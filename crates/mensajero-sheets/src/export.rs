// SPDX-FileCopyrightText: 2026 Mensajero Contributors
// SPDX-License-Identifier: MIT OR Apache-2.0

//! Report rendering to XLSX or CSV.

use mensajero_core::MensajeroError;
use rust_xlsxwriter::{ExcelDateTime, Format, Workbook};
use strum::{Display, EnumString};

use crate::sheet_err;

/// Output encoding of an export.
#[derive(Debug, Clone, Copy, Default, PartialEq, Eq, Display, EnumString)]
#[strum(serialize_all = "lowercase", ascii_case_insensitive)]
pub enum ExportFormat {
    #[default]
    Xlsx,
    Csv,
}

impl ExportFormat {
    pub fn content_type(self) -> &'static str {
        match self {
            ExportFormat::Xlsx => {
                "application/vnd.openxmlformats-officedocument.spreadsheetml.sheet"
            }
            ExportFormat::Csv => "text/csv; charset=utf-8",
        }
    }

    pub fn extension(self) -> &'static str {
        match self {
            ExportFormat::Xlsx => "xlsx",
            ExportFormat::Csv => "csv",
        }
    }
}

/// A single exported value.
#[derive(Debug, Clone, PartialEq)]
pub enum Cell {
    Text(String),
    Number(f64),
    /// A `YYYY-MM-DD HH:MM:SS` timestamp, written as a real date in XLSX.
    /// Text in a column whose name contains "date" is treated the same way.
    Date(String),
    Empty,
}

impl Cell {
    pub fn text(value: impl Into<String>) -> Self {
        Cell::Text(value.into())
    }

    pub fn opt_date(value: Option<&str>) -> Self {
        match value {
            Some(v) => Cell::Date(v.to_string()),
            None => Cell::Empty,
        }
    }

    fn as_csv_field(&self) -> String {
        match self {
            Cell::Text(s) | Cell::Date(s) => s.clone(),
            Cell::Number(n) => n.to_string(),
            Cell::Empty => String::new(),
        }
    }
}

impl From<&str> for Cell {
    fn from(value: &str) -> Self {
        Cell::Text(value.to_string())
    }
}

impl From<String> for Cell {
    fn from(value: String) -> Self {
        Cell::Text(value)
    }
}

impl From<f64> for Cell {
    fn from(value: f64) -> Self {
        Cell::Number(value)
    }
}

impl From<i64> for Cell {
    fn from(value: i64) -> Self {
        Cell::Number(value as f64)
    }
}

/// A named block of rows. Becomes one worksheet in XLSX output.
#[derive(Debug, Clone, PartialEq)]
pub struct Table {
    pub name: String,
    pub columns: Vec<String>,
    pub rows: Vec<Vec<Cell>>,
}

impl Table {
    pub fn new(name: impl Into<String>, columns: &[&str]) -> Self {
        Self {
            name: name.into(),
            columns: columns.iter().map(|c| c.to_string()).collect(),
            rows: Vec::new(),
        }
    }

    pub fn push(&mut self, row: Vec<Cell>) {
        self.rows.push(row);
    }
}

/// Rendering options.
#[derive(Debug, Clone)]
pub struct ExportOptions {
    /// Excel number format for timestamps.
    pub date_format: String,
}

impl Default for ExportOptions {
    fn default() -> Self {
        Self {
            date_format: "yyyy-mm-dd hh:mm:ss".to_string(),
        }
    }
}

/// Render tables into the requested format.
///
/// CSV output writes the tables one after another, each with its own header
/// row and separated by a record holding a single empty quoted field (`""`).
pub fn render(
    tables: &[Table],
    format: ExportFormat,
    options: &ExportOptions,
) -> Result<Vec<u8>, MensajeroError> {
    match format {
        ExportFormat::Xlsx => render_xlsx(tables, options),
        ExportFormat::Csv => render_csv(tables),
    }
}

fn render_xlsx(tables: &[Table], options: &ExportOptions) -> Result<Vec<u8>, MensajeroError> {
    let mut workbook = Workbook::new();
    let header = Format::new().set_bold();
    let date = Format::new().set_num_format(&options.date_format);

    for table in tables {
        let sheet = workbook.add_worksheet();
        sheet.set_name(&table.name).map_err(sheet_err)?;
        let date_columns: Vec<bool> = table
            .columns
            .iter()
            .map(|name| name.to_lowercase().contains("date"))
            .collect();
        for (col, name) in table.columns.iter().enumerate() {
            sheet
                .write_string_with_format(0, col as u16, name, &header)
                .map_err(sheet_err)?;
        }
        for (idx, row) in table.rows.iter().enumerate() {
            let r = idx as u32 + 1;
            for (col, cell) in row.iter().enumerate() {
                let c = col as u16;
                let in_date_column = date_columns.get(col).copied().unwrap_or(false);
                match cell {
                    Cell::Text(s) if !in_date_column => {
                        sheet.write_string(r, c, s).map_err(sheet_err)?;
                    }
                    Cell::Number(n) => {
                        sheet.write_number(r, c, *n).map_err(sheet_err)?;
                    }
                    Cell::Text(s) | Cell::Date(s) => match ExcelDateTime::parse_from_str(s) {
                        Ok(dt) => {
                            sheet
                                .write_datetime_with_format(r, c, &dt, &date)
                                .map_err(sheet_err)?;
                        }
                        Err(_) => {
                            sheet.write_string(r, c, s).map_err(sheet_err)?;
                        }
                    },
                    Cell::Empty => {}
                }
            }
        }
        sheet.autofit();
    }

    workbook.save_to_buffer().map_err(sheet_err)
}

fn render_csv(tables: &[Table]) -> Result<Vec<u8>, MensajeroError> {
    let mut writer = csv::WriterBuilder::new()
        .flexible(true)
        .from_writer(Vec::new());
    for (idx, table) in tables.iter().enumerate() {
        if idx > 0 {
            writer.write_record([""]).map_err(sheet_err)?;
        }
        writer.write_record(&table.columns).map_err(sheet_err)?;
        for row in &table.rows {
            writer
                .write_record(row.iter().map(Cell::as_csv_field))
                .map_err(sheet_err)?;
        }
    }
    writer.into_inner().map_err(sheet_err)
}

#[cfg(test)]
mod tests {
    use super::*;
    use crate::import::{ImportFormat, parse_shipments};

    fn shipments_table() -> Table {
        let mut table = Table::new(
            "shipments",
            &["sender", "tracking_number", "recipient", "address", "city", "dispatch_date"],
        );
        table.push(vec![
            "Tienda".into(),
            "A100".into(),
            "Luis".into(),
            "Calle 1".into(),
            "Cali".into(),
            Cell::Date("2024-03-01 08:00:00".to_string()),
        ]);
        table.push(vec![
            "Tienda".into(),
            "A101".into(),
            "Eva".into(),
            "Calle 2".into(),
            "Cali".into(),
            Cell::Empty,
        ]);
        table
    }

    #[test]
    fn csv_export_reimports() {
        let bytes = render(&[shipments_table()], ExportFormat::Csv, &ExportOptions::default()).unwrap();
        let text = String::from_utf8(bytes.clone()).unwrap();
        assert!(text.starts_with("sender,tracking_number"));
        assert!(text.contains("2024-03-01 08:00:00"));

        let parsed = parse_shipments(&bytes, ImportFormat::Csv).unwrap();
        assert_eq!(parsed.shipments.len(), 2);
        assert_eq!(parsed.shipments[1].recipient, "Eva");
    }

    #[test]
    fn xlsx_export_reimports() {
        let bytes = render(&[shipments_table()], ExportFormat::Xlsx, &ExportOptions::default()).unwrap();
        assert_eq!(ImportFormat::sniff(&bytes), ImportFormat::Xlsx);
        let parsed = parse_shipments(&bytes, ImportFormat::Xlsx).unwrap();
        assert_eq!(parsed.shipments.len(), 2);
        assert_eq!(parsed.shipments[0].tracking_number, "A100");
    }

    #[test]
    fn csv_separates_multiple_tables() {
        let mut summary = Table::new("summary", &["courier", "total"]);
        summary.push(vec!["Ana".into(), 15000.0.into()]);
        let mut detail = Table::new("detail", &["tracking_number"]);
        detail.push(vec!["A1".into()]);

        let bytes = render(&[summary, detail], ExportFormat::Csv, &ExportOptions::default()).unwrap();
        let text = String::from_utf8(bytes).unwrap();
        assert_eq!(text, "courier,total\nAna,15000\n\"\"\ntracking_number\nA1\n");
    }

    #[test]
    fn invalid_sheet_name_is_a_sheet_error() {
        let table = Table::new("bad/name", &["a"]);
        let err = render(&[table], ExportFormat::Xlsx, &ExportOptions::default()).unwrap_err();
        assert!(matches!(err, MensajeroError::Sheet { .. }));
    }

    #[test]
    fn format_metadata() {
        assert_eq!("csv".parse::<ExportFormat>().unwrap(), ExportFormat::Csv);
        assert_eq!(ExportFormat::default().extension(), "xlsx");
        assert!(ExportFormat::Csv.content_type().starts_with("text/csv"));
    }
}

□ □ □ □ □ □ □

- [ASSIGNED TASK]:
Write out exactly the lines above between the line with "fn default() ->" and the line with "let date_columns: Vec<bool> = table", inclusive, and nothing beyond them.

- [SOLVED PROBLEM]:
    fn default() -> Self {
        Self {
            date_format: "yyyy-mm-dd hh:mm:ss".to_string(),
        }
    }
}

/// Render tables into the requested format.
///
/// CSV output writes the tables one after another, each with its own header
/// row and separated by a record holding a single empty quoted field (`""`).
pub fn render(
    tables: &[Table],
    format: ExportFormat,
    options: &ExportOptions,
) -> Result<Vec<u8>, MensajeroError> {
    match format {
        ExportFormat::Xlsx => render_xlsx(tables, options),
        ExportFormat::Csv => render_csv(tables),
    }
}

fn render_xlsx(tables: &[Table], options: &ExportOptions) -> Result<Vec<u8>, MensajeroError> {
    let mut workbook = Workbook::new();
    let header = Format::new().set_bold();
    let date = Format::new().set_num_format(&options.date_format);

    for table in tables {
        let sheet = workbook.add_worksheet();
        sheet.set_name(&table.name).map_err(sheet_err)?;
        let date_columns: Vec<bool> = table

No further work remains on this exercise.